Negros Oriental (; ), officially the Province of Negros Oriental (; ), is a province in the Philippines located in the Central Visayas region. Its capital is the city of Dumaguete. It occupies the southeastern half of the large island of Negros, and borders Negros Occidental, which comprises the northwestern half. It also includes Apo Island, a popular dive site for both local and foreign tourists.

Negros Oriental faces Cebu to the east across the Tañon Strait and Siquijor to the south-east (which happened to be part of the province before). The primary spoken language is Cebuano and the predominant religious denomination is Roman Catholicism. Dumaguete is the capital, seat of government and most populous city of the province. With a population of 1,432,990 inhabitants, it is the second most-populous province in Central Visayas after Cebu, the fifth most-populous province in the Visayas and the 19th most-populous province of the Philippines.

History

Negros, the largest island in the Visayas, is believed to have once been part of a larger landmass that was cut off by rising waters at the end of the last ice age. Among the early inhabitants of the island were the Negritos and the Austronesians, and later the Han Chinese, who are mainly merchants. They called the island "Buglas", a native word which is believed to mean "cut off".

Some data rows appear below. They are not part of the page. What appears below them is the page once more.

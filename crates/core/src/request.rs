//! Request descriptors.
//!
//! A [`RequestSpec`] is plain data: method, target URL, headers, body and
//! optional basic credentials. Nothing touches the network until
//! [`RequestSpec::send`] is called.

use std::collections::BTreeMap;
use std::time::Instant;

use reqwest::{Client, Method};
use serde::Serialize;
use tracing::debug;

use crate::error::HarnessError;
use crate::models::Token;
use crate::response::ApiResponse;

pub const CONTENT_TYPE_JSON: &str = "application/json";
pub const CONTENT_TYPE_XML: &str = "text/xml; charset=utf-8";

#[derive(Debug, Clone, PartialEq)]
pub struct RequestSpec {
    pub method: Method,
    pub url: String,
    pub headers: BTreeMap<String, String>,
    pub body: Option<String>,
    pub basic_auth: Option<(String, String)>,
}

impl RequestSpec {
    /// Targets `path` under `base_url`. The path is appended as-is so that
    /// base URLs with a path component (e.g. `.../api`) keep it.
    pub fn new(method: Method, base_url: &str, path: &str) -> Self {
        let url = format!("{}{}", base_url.trim_end_matches('/'), path);
        let mut headers = BTreeMap::new();
        headers.insert("Accept".to_string(), "*/*".to_string());
        Self {
            method,
            url,
            headers,
            body: None,
            basic_auth: None,
        }
    }

    pub fn get(base_url: &str, path: &str) -> Self {
        Self::new(Method::GET, base_url, path)
    }

    pub fn post(base_url: &str, path: &str) -> Self {
        Self::new(Method::POST, base_url, path)
    }

    pub fn put(base_url: &str, path: &str) -> Self {
        Self::new(Method::PUT, base_url, path)
    }

    pub fn delete(base_url: &str, path: &str) -> Self {
        Self::new(Method::DELETE, base_url, path)
    }

    pub fn header(mut self, name: impl Into<String>, value: impl Into<String>) -> Self {
        self.headers.insert(name.into(), value.into());
        self
    }

    pub fn bearer(self, token: &Token) -> Self {
        self.header("Authorization", format!("Bearer {}", token.as_str()))
    }

    /// Attaches the token when one is given.
    pub fn maybe_bearer(self, token: Option<&Token>) -> Self {
        match token {
            Some(token) => self.bearer(token),
            None => self,
        }
    }

    pub fn basic_auth(mut self, username: impl Into<String>, password: impl Into<String>) -> Self {
        self.basic_auth = Some((username.into(), password.into()));
        self
    }

    /// Serializes `payload` as the JSON body.
    pub fn json<T: Serialize + ?Sized>(mut self, payload: &T) -> Result<Self, HarnessError> {
        self.body = Some(serde_json::to_string(payload)?);
        Ok(self.header("Content-Type", CONTENT_TYPE_JSON))
    }

    pub fn xml(mut self, body: impl Into<String>) -> Self {
        self.body = Some(body.into());
        self.header("Content-Type", CONTENT_TYPE_XML)
    }

    /// Case-insensitive header lookup.
    pub fn header_value(&self, name: &str) -> Option<&str> {
        self.headers
            .iter()
            .find(|(k, _)| k.eq_ignore_ascii_case(name))
            .map(|(_, v)| v.as_str())
    }

    /// Sends the request and captures status, headers, body and elapsed time.
    pub async fn send(&self, client: &Client) -> Result<ApiResponse, HarnessError> {
        let mut builder = client.request(self.method.clone(), &self.url);
        for (name, value) in &self.headers {
            builder = builder.header(name.as_str(), value.as_str());
        }
        if let Some((username, password)) = &self.basic_auth {
            builder = builder.basic_auth(username, Some(password));
        }
        if let Some(body) = &self.body {
            builder = builder.body(body.clone());
        }

        debug!(method = %self.method, url = %self.url, "Sending request");
        let start_time = Instant::now();
        let response = builder.send().await?;
        let status = response.status().as_u16();
        let headers = response.headers().clone();
        let body = response.text().await?;
        let elapsed = start_time.elapsed();
        debug!(
            method = %self.method,
            url = %self.url,
            status,
            elapsed_ms = elapsed.as_millis() as u64,
            "Received response"
        );

        Ok(ApiResponse {
            status,
            headers,
            body,
            elapsed,
        })
    }
}
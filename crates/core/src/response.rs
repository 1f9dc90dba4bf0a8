use std::time::Duration;

use reqwest::header::HeaderMap;
use serde::de::DeserializeOwned;
use serde_json::Value;

use crate::error::HarnessError;
use crate::schema::BodySchema;

/// A response captured by [`crate::request::RequestSpec::send`].
///
/// The `expect_*` helpers return `&Self` on success so checks can be chained
/// with `?`.
#[derive(Debug, Clone)]
pub struct ApiResponse {
    pub status: u16,
    pub headers: HeaderMap,
    pub body: String,
    pub elapsed: Duration,
}

impl ApiResponse {
    pub fn expect_status(&self, expected: u16) -> Result<&Self, HarnessError> {
        if self.status == expected {
            Ok(self)
        } else {
            Err(HarnessError::UnexpectedStatus {
                expected,
                actual: self.status,
                body: self.body.clone(),
            })
        }
    }

    pub fn json_value(&self) -> Result<Value, HarnessError> {
        Ok(serde_json::from_str(&self.body)?)
    }

    pub fn json<T: DeserializeOwned>(&self) -> Result<T, HarnessError> {
        Ok(serde_json::from_str(&self.body)?)
    }

    /// Extracts the value at a dotted path, e.g. `data.capacity` or `0.id`.
    pub fn path(&self, path: &str) -> Result<Value, HarnessError> {
        let root = self.json_value()?;
        lookup(&root, path)
            .cloned()
            .ok_or_else(|| HarnessError::assertion(format!("No value at path '{path}'")))
    }

    /// Extracts a string at a dotted path.
    pub fn path_str(&self, path: &str) -> Result<String, HarnessError> {
        match self.path(path)? {
            Value::String(s) => Ok(s),
            other => Err(HarnessError::assertion(format!(
                "Expected a string at '{path}', found {other}"
            ))),
        }
    }

    pub fn expect_field(
        &self,
        path: &str,
        expected: impl Into<Value>,
    ) -> Result<&Self, HarnessError> {
        let expected = expected.into();
        let actual = self.path(path)?;
        if actual == expected {
            Ok(self)
        } else {
            Err(HarnessError::assertion(format!(
                "Expected '{path}' to be {expected}, found {actual}"
            )))
        }
    }

    /// Requires a non-empty string, array or object at `path`. An empty
    /// path checks the whole body.
    pub fn expect_non_empty(&self, path: &str) -> Result<&Self, HarnessError> {
        let value = self.path(path)?;
        let empty = match &value {
            Value::Null => true,
            Value::String(s) => s.is_empty(),
            Value::Array(a) => a.is_empty(),
            Value::Object(o) => o.is_empty(),
            Value::Bool(_) | Value::Number(_) => false,
        };
        if empty {
            Err(HarnessError::assertion(format!(
                "Expected a non-empty value at '{path}', found {value}"
            )))
        } else {
            Ok(self)
        }
    }

    pub fn expect_body_contains_ignore_case(&self, needle: &str) -> Result<&Self, HarnessError> {
        if self.body.to_lowercase().contains(&needle.to_lowercase()) {
            Ok(self)
        } else {
            Err(HarnessError::assertion(format!(
                "Expected body to contain '{needle}': {}",
                self.body
            )))
        }
    }

    pub fn expect_within(&self, limit: Duration) -> Result<&Self, HarnessError> {
        if self.elapsed <= limit {
            Ok(self)
        } else {
            Err(HarnessError::SlowResponse {
                elapsed_ms: self.elapsed.as_millis(),
                limit_ms: limit.as_millis(),
            })
        }
    }

    pub fn expect_schema(&self, schema: &BodySchema) -> Result<&Self, HarnessError> {
        schema.validate(&self.json_value()?)?;
        Ok(self)
    }
}

/// Walks `path` segment by segment. Numeric segments index into arrays.
pub fn lookup<'a>(root: &'a Value, path: &str) -> Option<&'a Value> {
    if path.is_empty() {
        return Some(root);
    }
    path.split('.').try_fold(root, |current, segment| match current {
        Value::Object(map) => map.get(segment),
        Value::Array(items) => segment.parse::<usize>().ok().and_then(|i| items.get(i)),
        _ => None,
    })
}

Spanish explorers on the expedition of Miguel Lopez de Legazpi first came to the island in April 1565. Legazpi dropped anchor in Bohol and sent his men to scout the island. Because of the strong currents of the Tañon Strait between Cebu and Negros, they were carried for several days and forced to land on the western side of the island. They reported seeing many dark-skinned inhabitants, and they called the island "Negros" (Negro means "black" in Spanish). The island was sparsely settled at the time, except for a few coastal settlements including Ilog and Binalbagan. In 1571, Legaspi assigned encomiendas on the island to 13 of his men. Augustinian friars began the Christianization of the island the next year. The island was administered as part of the jurisdiction of Oton until 1734 when it became a military district, and Ilog became the capital of the island. The capital was transferred to Himamaylan in 1795. Negros became a politico-military province in 1865 and the capital was transferred to Bacolod.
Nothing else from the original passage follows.